Безусловно, на ее вкусы, на стиль жизни и на то, что является для Бешенковской – а к ней этот термин применим – «одеждой стиха», то есть на технику и выбор тем и реалий, наложили отпечаток поэты 60-х годов (юность с Евтушенко и Ахмадулиной угадывается в интонациях, Вознесенский со своей звуковой эквилибристикой – в игре со словом, а в жизни – с жестом). Разумеется, в ее стихах чувствуется самообразование в школе великих поэтов 20-х годов. Угадывается влияние Некрасова и Апухтина. И так – до бесконечности.
А душевно, на мой взгляд, Бешенковской ближе всего Цветаева «с этой безмерностью в мире мер», со звуковыми и эмоциональными крайностями (временами – переборами), с готовностью ставить над собой эксперимент в экстремальных условиях и, не чинясь, делиться с читателем результатами этого эксперимента. Однако сильно различается материал, из которого они строят свой поэтический мир. У Цветаевой это Ростан, немецкий романтизм, античность, городской романс, фольклор, в то время как у Бешенковской – фрагменты великой культуры «серебряного века» и унылые обломки советской и постсоветской действительности. Однако «строим из того, что имеем», а мироощущение, вернее, ощущение своего места в мире, у обеих писательниц сходное: поэт – это избранничество, гигантизм, трагизм, позиция честного «испытателя боли».
Речь идет, разумеется, не о сопоставлении масштабов дарования, это – занятие сомнительное вообще, а для современников – в особенности, речь идет только о духовном родстве. Из него, кстати, вытекает и отсутствие для Бешенковской запретных или «невозможных» тем: в ее стихах любовь и уродливые реалии городского быта, психушки и политика, уход за старухой в больнице и личная жизнь Иосифа Прекрасного, производственная, сиречь кочегарская тематика и тайны поэтического ремесла. И многое другое.
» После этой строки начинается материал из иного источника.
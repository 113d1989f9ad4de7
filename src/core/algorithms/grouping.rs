//! Partition of mesh edges into short, path-shaped chains.
//!
//! [`make_graph`] walks the edges of a mesh from shortest to longest, in the
//! manner of Kruskal's algorithm, and keeps an edge only if it extends a chain
//! at one of its ends or joins two chains end to end without exceeding the
//! size cap. Every kept edge is copied into a new graph-only mesh over the
//! same points. The chains seed terrain fault lines.

use crate::core::collections::KeyedMap;
use crate::core::local_point::LocalPoint;
use crate::core::periodic_mesh::{EdgeKey, PeriodicMesh, PointKey};

/// One chain of points.
#[derive(Clone, Debug, Default, PartialEq, Eq)]
pub struct Group {
    points: Vec<PointKey>,
}

impl Group {
    /// Members in the order they joined; keys refer to the output mesh.
    #[must_use]
    pub fn points(&self) -> &[PointKey] {
        &self.points
    }

    #[must_use]
    pub fn len(&self) -> usize {
        self.points.len()
    }

    #[must_use]
    pub fn is_empty(&self) -> bool {
        self.points.is_empty()
    }
}

/// Result of [`make_graph`].
#[derive(Clone, Debug)]
pub struct FaultGraph {
    /// Copy of the input points with only the accepted edges.
    pub grid: PeriodicMesh,
    /// Non-empty chains.
    pub groups: Vec<Group>,
}

#[derive(Clone, Copy, Debug, Default)]
struct Membership {
    group: Option<usize>,
    is_tail: bool,
}

struct GroupTable {
    groups: Vec<Group>,
    free: Vec<usize>,
    membership: KeyedMap<PointKey, Membership>,
    max_size: usize,
}

impl GroupTable {
    fn state(&self, key: PointKey) -> Membership {
        self.membership.get(key).copied().unwrap_or_default()
    }

    fn set(&mut self, key: PointKey, group: usize, is_tail: bool) {
        self.membership.insert(
            key,
            Membership {
                group: Some(group),
                is_tail,
            },
        );
    }

    fn allocate(&mut self, points: Vec<PointKey>) -> usize {
        let group = Group { points };
        if let Some(slot) = self.free.pop() {
            self.groups[slot] = group;
            slot
        } else {
            self.groups.push(group);
            self.groups.len() - 1
        }
    }

    /// Applies the edge `a-b` if it keeps every group a bounded path.
    fn try_join(&mut self, a: PointKey, b: PointKey) -> bool {
        let (sa, sb) = (self.state(a), self.state(b));
        match (sa.group, sb.group) {
            (None, None) => {
                if self.max_size < 2 {
                    return false;
                }
                let group = self.allocate(vec![a, b]);
                self.set(a, group, true);
                self.set(b, group, true);
                true
            }
            (Some(group), None) => self.extend(group, a, sa.is_tail, b),
            (None, Some(group)) => self.extend(group, b, sb.is_tail, a),
            (Some(ga), Some(gb)) => {
                if ga == gb || !sa.is_tail || !sb.is_tail {
                    return false;
                }
                if self.groups[ga].len() + self.groups[gb].len() > self.max_size {
                    return false;
                }
                let (large, small) = if self.groups[ga].len() >= self.groups[gb].len() {
                    (ga, gb)
                } else {
                    (gb, ga)
                };
                let moved = std::mem::take(&mut self.groups[small].points);
                for &key in &moved {
                    let is_tail = self.state(key).is_tail;
                    self.set(key, large, is_tail);
                }
                self.groups[large].points.extend(moved);
                self.free.push(small);
                self.set(a, large, false);
                self.set(b, large, false);
                true
            }
        }
    }

    fn extend(&mut self, group: usize, tail: PointKey, is_tail: bool, new: PointKey) -> bool {
        if !is_tail || self.groups[group].len() >= self.max_size {
            return false;
        }
        self.groups[group].points.push(new);
        self.set(tail, group, false);
        self.set(new, group, true);
        true
    }
}

/// Groups the edges of `mesh` into chains of at most `max_group_size` points.
///
/// Edges are visited by increasing resolved length; ties keep arena order.
/// Edges from a point to one of its own images are ignored.
#[must_use]
pub fn make_graph(mesh: &PeriodicMesh, max_group_size: usize) -> FaultGraph {
    let mut grid = mesh.empty_like();
    let mut remap: KeyedMap<PointKey, PointKey> = KeyedMap::with_capacity(mesh.number_of_points());
    for (key, point) in mesh.points() {
        remap.insert(key, grid.add_point(point.position()).key());
    }

    let mut edges: Vec<(f64, EdgeKey)> = mesh
        .edges()
        .filter(|(_, edge)| !edge.signature().is_self_loop())
        .map(|(key, _)| (mesh.edge_view(key).length(), key))
        .collect();
    edges.sort_by(|x, y| x.0.total_cmp(&y.0));

    let mut table = GroupTable {
        groups: Vec::new(),
        free: Vec::new(),
        membership: KeyedMap::with_capacity(mesh.number_of_points()),
        max_size: max_group_size,
    };
    let mut accepted = 0_usize;
    for (_, key) in edges {
        let [from, to] = mesh.edge(key).points();
        let (a, b) = (remap[from.point], remap[to.point]);
        if table.try_join(a, b) {
            grid.add_edge(
                LocalPoint::new(a, from.offset),
                LocalPoint::new(b, to.offset),
            );
            accepted += 1;
        }
    }

    let groups: Vec<Group> = table.groups.into_iter().filter(|g| !g.is_empty()).collect();
    tracing::debug!(
        edges = mesh.number_of_edges(),
        accepted,
        groups = groups.len(),
        max_group_size,
        "grouped mesh edges into chains"
    );
    FaultGraph { grid, groups }
}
К Цветаевой (уже в преломлении Ахмадулиной) восходит и некая театральность (в случае с Бешенковской граничащая с эстрадностью) поэзии, и театрализация собственной жизни. Разнообразию тем соответствует и разнообразие форм: от поэмы до дружеского послания и сонета.
Стихи у Бешенковской сильные, эффектные и напористые, и если они вызывают отклик, то тоже – сильный. В самые глухие годы у поэта был контакт с читателями. Она печаталась мало, но поклонники ее таланта писали ей из разных городов России, она знала, что ее слышат. Ольга написала очень много, более двенадцати книг. Разумеется – не все равноценно, но все интересно.
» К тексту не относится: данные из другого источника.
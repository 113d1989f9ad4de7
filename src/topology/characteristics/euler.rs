//! Euler characteristic of periodic meshes.
//!
//! χ = Σ(-1)^k · `f_k`, where `f_k` is the number of `k`-simplices. A closed
//! triangulation of the 2-torus has χ = 0, so `V - E + T == 0` holds for every
//! complete periodic Delaunay mesh.
//!
//! # Examples
//!
//! ```rust
//! use periodic_delaunay::prelude::*;
//! use periodic_delaunay::topology::characteristics::euler;
//!
//! let mut dt = PeriodicDelaunay::new(10.0, 16);
//! dt.insert(Point2::new(5.0, 5.0)).unwrap();
//!
//! let counts = euler::count_simplices(dt.grid());
//! assert_eq!(counts.by_dim, vec![9, 27, 18]);
//! assert_eq!(euler::euler_characteristic(&counts), 0);
//! ```

use crate::core::periodic_mesh::PeriodicMesh;

/// Counts of `k`-simplices for `0 ≤ k ≤ 2`.
///
/// In the topology literature this is commonly called the **f-vector**:
/// - `f₀` = points
/// - `f₁` = edges
/// - `f₂` = triangles
///
/// Trailing zero dimensions are dropped, so a graph-only mesh has two
/// entries and an empty mesh has none.
///
/// # Examples
///
/// ```rust
/// use periodic_delaunay::topology::characteristics::euler::FVector;
///
/// let counts = FVector {
///     by_dim: vec![4, 12, 8],
/// };
///
/// assert_eq!(counts.count(0), 4);
/// assert_eq!(counts.count(2), 8);
/// assert_eq!(counts.count(3), 0);
/// assert_eq!(counts.dimension(), 2);
/// ```
#[derive(Debug, Clone, PartialEq, Eq, Default)]
pub struct FVector {
    /// `by_dim[k]` = `f_k` = number of `k`-simplices
    pub by_dim: Vec<usize>,
}

impl FVector {
    /// Number of `k`-simplices; 0 if `k` is out of range.
    #[must_use]
    #[inline]
    pub fn count(&self, k: usize) -> usize {
        self.by_dim.get(k).copied().unwrap_or(0)
    }

    /// Highest dimension with a recorded count.
    #[must_use]
    pub const fn dimension(&self) -> usize {
        self.by_dim.len().saturating_sub(1)
    }
}

/// Global shape of a periodic mesh.
#[derive(Debug, Clone, Copy, PartialEq, Eq)]
pub enum TopologyClassification {
    /// No points.
    Empty,

    /// Points and edges only, as produced by the grouping pass.
    Graph,

    /// Every edge bounds exactly two triangles: a closed surface on the
    /// torus.
    Torus,

    /// Some edge bounds a single triangle.
    OpenSurface,

    /// Triangles mixed with orphan edges.
    Unknown,
}

/// Counts points, edges and triangles.
#[must_use]
pub fn count_simplices(mesh: &PeriodicMesh) -> FVector {
    let mut by_dim = vec![
        mesh.number_of_points(),
        mesh.number_of_edges(),
        mesh.number_of_triangles(),
    ];
    while by_dim.last() == Some(&0) {
        by_dim.pop();
    }
    FVector { by_dim }
}

/// χ = Σ(-1)^k · `f_k`.
///
/// # Examples
///
/// ```rust
/// use periodic_delaunay::topology::characteristics::euler::{FVector, euler_characteristic};
///
/// // Graph: a path of 3 points.
/// assert_eq!(euler_characteristic(&FVector { by_dim: vec![3, 2] }), 1);
/// // Minimal two-point torus.
/// assert_eq!(euler_characteristic(&FVector { by_dim: vec![2, 6, 4] }), 0);
/// ```
#[must_use]
pub fn euler_characteristic(counts: &FVector) -> isize {
    counts
        .by_dim
        .iter()
        .enumerate()
        .map(|(k, &f_k)| {
            let f_k = isize::try_from(f_k).unwrap_or(isize::MAX);
            if k % 2 == 0 { f_k } else { -f_k }
        })
        .sum()
}

/// Classifies `mesh` from its edge-to-triangle incidences.
#[must_use]
pub fn classify_mesh(mesh: &PeriodicMesh) -> TopologyClassification {
    if mesh.is_empty() {
        return TopologyClassification::Empty;
    }
    if mesh.number_of_triangles() == 0 {
        return TopologyClassification::Graph;
    }

    let mut boundary = false;
    for (_, edge) in mesh.edges() {
        match edge.triangle_count() {
            0 => return TopologyClassification::Unknown,
            1 => boundary = true,
            _ => {}
        }
    }
    if boundary {
        TopologyClassification::OpenSurface
    } else {
        TopologyClassification::Torus
    }
}

/// Expected χ for a classification; `None` when it depends on the mesh.
///
/// # Examples
///
/// ```rust
/// use periodic_delaunay::topology::characteristics::euler::{
///     TopologyClassification, expected_chi_for,
/// };
///
/// assert_eq!(expected_chi_for(&TopologyClassification::Torus), Some(0));
/// assert_eq!(expected_chi_for(&TopologyClassification::Graph), None);
/// ```
#[must_use]
pub const fn expected_chi_for(classification: &TopologyClassification) -> Option<isize> {
    match classification {
        TopologyClassification::Empty | TopologyClassification::Torus => Some(0),
        TopologyClassification::Graph
        | TopologyClassification::OpenSurface
        | TopologyClassification::Unknown => None,
    }
}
Взгляд на творчество Ольги Бешенковской более чем через десятилетие после ее смерти позволяет увидеть его по-новому. Ее поэзия – это странный мост между поздними шестидесятыми и первым-вторым десятилетием двухтысячных, когда журналистика, домашность и острое словцо вышли на авансцену в поэзии, во многом благодаря Интернету.
Запоздалый российский постмодернизм 90-х- 10-х гг. не затронул творчества Ольги Бешенковской, однако в ряду нынешних поэтов-журналистов она заняла бы достойное место.
Смерть – это последний поступок, и она бросает новый отсвет на жизнь. Стихи из предсмертного цикла «Диагноз» – самое пронзительное и чистое из всего, что написала Ольга. Доброта и любовь ко всему живому в них уже не замутнена сиюминутной политикой и эффектной журналистикой. Стержнем Ольгиной жизни действительно была деятельная любовь: к семье, к друзьям, к поэзии, и она воплотилась не только в ее творчестве, но и в активной издательской деятельности в период эмиграции.